# Question abt commonly used functions



## transez (Mar 22, 2010)

Hi!

If you have a small portable projector, hope you could answer a couple questions about the most commonly used functions: 


1) Which are the adjustments that you make most often on your projector? (e.g. brightness, 
contrast, keystone, etc) 


2) Do you know/use these functions? 
(choose either "often" / "seldom" / "never" for each function)

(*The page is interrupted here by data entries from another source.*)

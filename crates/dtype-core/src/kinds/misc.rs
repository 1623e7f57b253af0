//! UUID, network address, full-text and key/value types.

use crate::descriptor::{CheckConstraint, Descriptor, Specialization, TypeBehavior};
use crate::error::{Result, TypeError};
use crate::types::{DataType, TypeId, UuidVersion};
use crate::values::Value;
use std::net::IpAddr;
use uuid::Uuid;

#[derive(Debug, Clone, Copy, Default)]
pub struct UuidType;

impl UuidType {
    fn parse(value: &Value) -> Option<Uuid> {
        match value {
            Value::Uuid(u) => Some(*u),
            Value::String(s) => Uuid::parse_str(s.trim()).ok(),
            Value::Bytes(bytes) => Uuid::from_slice(bytes).ok(),
            _ => None,
        }
    }

    fn version(d: &Descriptor) -> UuidVersion {
        match d.data_type() {
            DataType::Uuid(version) => *version,
            _ => UuidVersion::All,
        }
    }
}

impl TypeBehavior for UuidType {
    fn check_supported(&self, spec: &mut Specialization<'_>) -> Result<()> {
        if spec.capabilities().uuid {
            return Ok(());
        }
        let replacement = if spec.capabilities().char {
            DataType::char(36)
        } else {
            DataType::string(36)
        };
        let reason = format!(
            "{} has no UUID; storing the textual form with a format check",
            spec.dialect().name()
        );
        spec.fall_back(Some(replacement), Some(CheckConstraint::UuidFormat), reason);
        Ok(())
    }

    fn storage_type(&self, _d: &Descriptor) -> Result<String> {
        Ok("UUID".to_string())
    }

    fn validate(&self, d: &Descriptor, value: &Value) -> Result<()> {
        // Byte buffers are only accepted through sanitize
        let parsed = match value {
            Value::Bytes(_) => None,
            other => Self::parse(other),
        };
        let Some(uuid) = parsed else {
            return Err(TypeError::not_a_valid(value, "uuid"));
        };
        let expected = match Self::version(d) {
            UuidVersion::All => return Ok(()),
            UuidVersion::V1 => 1,
            UuidVersion::V4 => 4,
        };
        if uuid.get_version_num() == expected {
            Ok(())
        } else {
            Err(TypeError::mismatch(
                value,
                format!("{value} is not a valid uuid (version {expected})"),
            ))
        }
    }

    fn sanitize(&self, _d: &Descriptor, value: Value) -> Result<Value> {
        Ok(match Self::parse(&value) {
            Some(uuid) => Value::String(uuid.hyphenated().to_string()),
            None => value,
        })
    }

    fn parse_from_storage(&self, d: &Descriptor, raw: Value) -> Result<Value> {
        match Self::parse(&raw) {
            Some(uuid) => Ok(Value::String(uuid.hyphenated().to_string())),
            None => Err(TypeError::invalid_storage_value(d.type_id(), &raw)),
        }
    }

    fn are_equivalent(&self, _d: &Descriptor, a: &Value, b: &Value) -> bool {
        match (Self::parse(a), Self::parse(b)) {
            (Some(x), Some(y)) => x == y,
            _ => a == b,
        }
    }
}

fn parse_prefix(prefix: &str, ip: &IpAddr) -> Option<u8> {
    let bits: u8 = prefix.parse().ok()?;
    let max = if ip.is_ipv4() { 32 } else { 128 };
    (bits <= max).then_some(bits)
}

fn is_cidr(s: &str) -> bool {
    let Some((address, prefix)) = s.split_once('/') else {
        return false;
    };
    address
        .parse::<IpAddr>()
        .ok()
        .and_then(|ip| parse_prefix(prefix, &ip))
        .is_some()
}

fn is_inet(s: &str) -> bool {
    match s.split_once('/') {
        Some(_) => is_cidr(s),
        None => s.parse::<IpAddr>().is_ok(),
    }
}

fn is_mac_address(s: &str, groups: usize) -> bool {
    let separator = if s.contains('-') { '-' } else { ':' };
    let parts: Vec<&str> = s.split(separator).collect();
    parts.len() == groups
        && parts
            .iter()
            .all(|p| p.len() == 2 && p.bytes().all(|b| b.is_ascii_hexdigit()))
}

fn validate_text(value: &Value, kind: &str, check: impl Fn(&str) -> bool) -> Result<()> {
    match value {
        Value::String(s) if check(s.trim()) => Ok(()),
        other => Err(TypeError::not_a_valid(other, kind)),
    }
}

#[derive(Debug, Clone, Copy, Default)]
pub struct CidrType;

impl TypeBehavior for CidrType {
    fn storage_type(&self, _d: &Descriptor) -> Result<String> {
        Ok("CIDR".to_string())
    }

    fn validate(&self, _d: &Descriptor, value: &Value) -> Result<()> {
        validate_text(value, "cidr", is_cidr)
    }
}

#[derive(Debug, Clone, Copy, Default)]
pub struct InetType;

impl TypeBehavior for InetType {
    fn storage_type(&self, _d: &Descriptor) -> Result<String> {
        Ok("INET".to_string())
    }

    fn validate(&self, _d: &Descriptor, value: &Value) -> Result<()> {
        validate_text(value, "inet", is_inet)
    }
}

/// MACADDR (six groups) and MACADDR8 (eight groups).
#[derive(Debug, Clone, Copy, Default)]
pub struct MacAddrType;

impl TypeBehavior for MacAddrType {
    fn storage_type(&self, d: &Descriptor) -> Result<String> {
        Ok(d.type_id().as_str().to_string())
    }

    fn validate(&self, d: &Descriptor, value: &Value) -> Result<()> {
        let (groups, kind) = if d.type_id() == TypeId::MacAddr8 {
            (8, "macaddr8")
        } else {
            (6, "macaddr")
        };
        validate_text(value, kind, |s| is_mac_address(s, groups))
    }

    fn sanitize(&self, _d: &Descriptor, value: Value) -> Result<Value> {
        Ok(match value {
            Value::String(s) => Value::String(s.trim().to_ascii_lowercase().replace('-', ":")),
            other => other,
        })
    }

    fn are_equivalent(&self, d: &Descriptor, a: &Value, b: &Value) -> bool {
        match (self.sanitize(d, a.clone()), self.sanitize(d, b.clone())) {
            (Ok(x), Ok(y)) => x == y,
            _ => a == b,
        }
    }
}

#[derive(Debug, Clone, Copy, Default)]
pub struct TsVectorType;

impl TypeBehavior for TsVectorType {
    fn storage_type(&self, _d: &Descriptor) -> Result<String> {
        Ok("TSVECTOR".to_string())
    }

    fn validate(&self, _d: &Descriptor, value: &Value) -> Result<()> {
        match value {
            Value::String(_) => Ok(()),
            other => Err(TypeError::not_a_valid(other, "tsvector")),
        }
    }
}

/// Key/value map with string keys and string (or null) values.
#[derive(Debug, Clone, Copy, Default)]
pub struct HstoreType;

impl TypeBehavior for HstoreType {
    fn storage_type(&self, _d: &Descriptor) -> Result<String> {
        Ok("HSTORE".to_string())
    }

    fn validate(&self, _d: &Descriptor, value: &Value) -> Result<()> {
        let Value::Object(map) = value else {
            return Err(TypeError::not_a_valid(value, "hstore"));
        };
        match map
            .iter()
            .find(|(_, v)| !matches!(v, Value::String(_) | Value::Null))
        {
            Some((key, v)) => Err(TypeError::mismatch(
                value,
                format!("{value} is not a valid hstore: the value of key '{key}' is {v}, not a string"),
            )),
            None => Ok(()),
        }
    }

    fn sanitize(&self, _d: &Descriptor, value: Value) -> Result<Value> {
        Ok(match value {
            Value::Json(json @ serde_json::Value::Object(_)) => Value::from_json(json),
            other => other,
        })
    }

    fn parse_from_storage(&self, d: &Descriptor, raw: Value) -> Result<Value> {
        let parsed = match &raw {
            Value::Object(_) => return Ok(raw),
            Value::String(s) => serde_json::from_str::<serde_json::Value>(s).ok(),
            Value::Json(json) => Some(json.clone()),
            _ => None,
        };
        match parsed {
            Some(json @ serde_json::Value::Object(_)) => Ok(Value::from_json(json)),
            _ => Err(TypeError::invalid_storage_value(d.type_id(), &raw)),
        }
    }

    fn to_transport(&self, _d: &Descriptor, value: &Value) -> Result<Value> {
        Ok(Value::String(value.to_json()?.to_string()))
    }
}

#[cfg(test)]
mod tests {
    use super::super::test_support::*;
    use super::*;
    use crate::dialect::CapabilityTable;
    use std::collections::BTreeMap;

    const V4: &str = "5f1b7a5e-5b2e-4c8e-9b7e-3a8b6f0d2c11";
    const V1: &str = "c232ab00-9414-11ec-b3c8-9f6bdeced846";

    #[test]
    fn test_uuid_versions() {
        let any = Descriptor::new(DataType::uuid());
        assert!(any.validate(&Value::from(V1)).is_ok());
        assert!(any.validate(&Value::from("not-a-uuid")).is_err());

        let v4 = Descriptor::new(DataType::Uuid(UuidVersion::V4));
        assert!(v4.validate(&Value::from(V4)).is_ok());
        let err = v4.validate(&Value::from(V1)).unwrap_err();
        assert!(err.to_string().contains("version 4"));
    }

    #[test]
    fn test_uuid_sanitize_lowercases() {
        let d = Descriptor::new(DataType::uuid());
        assert_eq!(
            d.sanitize(Value::from(V4.to_uppercase())).unwrap(),
            Value::from(V4)
        );
        let raw = Uuid::parse_str(V4).unwrap();
        assert_eq!(
            d.sanitize(Value::Bytes(raw.as_bytes().to_vec())).unwrap(),
            Value::from(V4)
        );
        assert!(d.are_equivalent(&Value::Uuid(raw), &Value::from(V4)));
    }

    #[test]
    fn test_uuid_fallback_to_char() {
        let dialect = dialect_with(CapabilityTable::default());
        let d = bound(DataType::uuid(), &dialect);
        assert_eq!(d.describe_storage_type().unwrap(), "CHAR(36)");
        assert_eq!(
            d.fallback().unwrap().constraint,
            Some(CheckConstraint::UuidFormat)
        );
        assert_eq!(d.to_inline_literal(&Value::from(V4)).unwrap(), format!("'{V4}'"));

        let native = dialect_with(CapabilityTable {
            uuid: true,
            ..Default::default()
        });
        assert_eq!(
            bound(DataType::uuid(), &native)
                .describe_storage_type()
                .unwrap(),
            "UUID"
        );
    }

    #[test]
    fn test_network_formats() {
        let cidr = Descriptor::new(DataType::Cidr);
        assert!(cidr.validate(&Value::from("10.0.0.0/8")).is_ok());
        assert!(cidr.validate(&Value::from("10.0.0.0/33")).is_err());
        assert!(cidr.validate(&Value::from("10.0.0.0")).is_err());

        let inet = Descriptor::new(DataType::Inet);
        assert!(inet.validate(&Value::from("::1")).is_ok());
        assert!(inet.validate(&Value::from("192.168.0.1/24")).is_ok());
        assert!(inet.validate(&Value::from("localhost")).is_err());

        let mac = Descriptor::new(DataType::MacAddr);
        assert!(mac.validate(&Value::from("08:00:2b:01:02:03")).is_ok());
        assert!(mac.validate(&Value::from("08-00-2B-01-02-03")).is_ok());
        assert!(mac.validate(&Value::from("08:00:2b:01:02")).is_err());
        assert_eq!(
            mac.sanitize(Value::from("08-00-2B-01-02-03")).unwrap(),
            Value::from("08:00:2b:01:02:03")
        );

        let mac8 = Descriptor::new(DataType::MacAddr8);
        assert!(mac8.validate(&Value::from("08:00:2b:01:02:03:04:05")).is_ok());
        assert!(mac8.validate(&Value::from("08:00:2b:01:02:03")).is_err());
    }

    #[test]
    fn test_network_types_need_support() {
        let dialect = dialect_with(CapabilityTable::default());
        let err = Descriptor::new(DataType::Inet)
            .specialize(&dialect)
            .unwrap_err();
        assert_eq!(err.to_string(), "test does not support the INET data type");
    }

    #[test]
    fn test_hstore_values_must_be_strings() {
        let d = Descriptor::new(DataType::Hstore);
        let mut map = BTreeMap::new();
        map.insert("a".to_string(), Value::from("1"));
        map.insert("b".to_string(), Value::Null);
        assert!(d.validate(&Value::Object(map.clone())).is_ok());

        map.insert("c".to_string(), Value::from(3));
        let err = d.validate(&Value::Object(map)).unwrap_err();
        assert!(err.to_string().contains("key 'c'"));
        assert!(d.validate(&Value::from("a=>1")).is_err());
    }

    #[test]
    fn test_hstore_generic_transport_is_json() {
        let dialect = dialect_with(CapabilityTable {
            hstore: true,
            ..Default::default()
        });
        let d = bound(DataType::Hstore, &dialect);
        let mut map = BTreeMap::new();
        map.insert("k".to_string(), Value::from("v"));
        let transport = d.to_transport(&Value::Object(map.clone())).unwrap();
        assert_eq!(transport, Value::from(r#"{"k":"v"}"#));
        assert_eq!(d.parse_from_storage(transport).unwrap(), Value::Object(map));
    }
}
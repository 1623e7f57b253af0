//! Usage contexts: the record field a descriptor instance belongs to.

use std::fmt;

/// The `(owner, field)` pair a descriptor is permanently associated with.
#[derive(Debug, Clone, PartialEq, Eq, Hash)]
pub struct UsageContext {
    /// Name of the record type (table or model) that owns the field
    pub owner: String,
    /// Field (column) name
    pub field: String,
}

impl UsageContext {
    pub fn new(owner: impl Into<String>, field: impl Into<String>) -> Self {
        Self {
            owner: owner.into(),
            field: field.into(),
        }
    }
}

impl fmt::Display for UsageContext {
    fn fmt(&self, f: &mut fmt::Formatter<'_>) -> fmt::Result {
        write!(f, "attribute {}#{}", self.owner, self.field)
    }
}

White intensity - Often / Seldom / Never
Degamma - Often / Seldom / Never
Signal type - Often / Seldom / Never
Tint - Often / Seldom / Never
Frequency - Often / Seldom / Never
Tracking - Often / Seldom / Never
Password protection - Often / Seldom / Never

Thank you very much!


----------



## mechman (Feb 8, 2007)

transez said:


> Hi!
> 
> If you have a small portable projector, hope you could answer a couple questions about the most commonly used functions:
> 
> ...


I don't have a small portable projector, but the adjustments I use most on my home theater projector are brightness and contrast.

No idea what white intensity is or degamma. Signal type probably refers to the input signal - component, composite, svga, hdmi, etc. Tint adjusts your color. Frequency - no idea. Tracking could be some sort of video tracking like old vcr's used to have? :huh: Password protection is probably self explanatory.


----------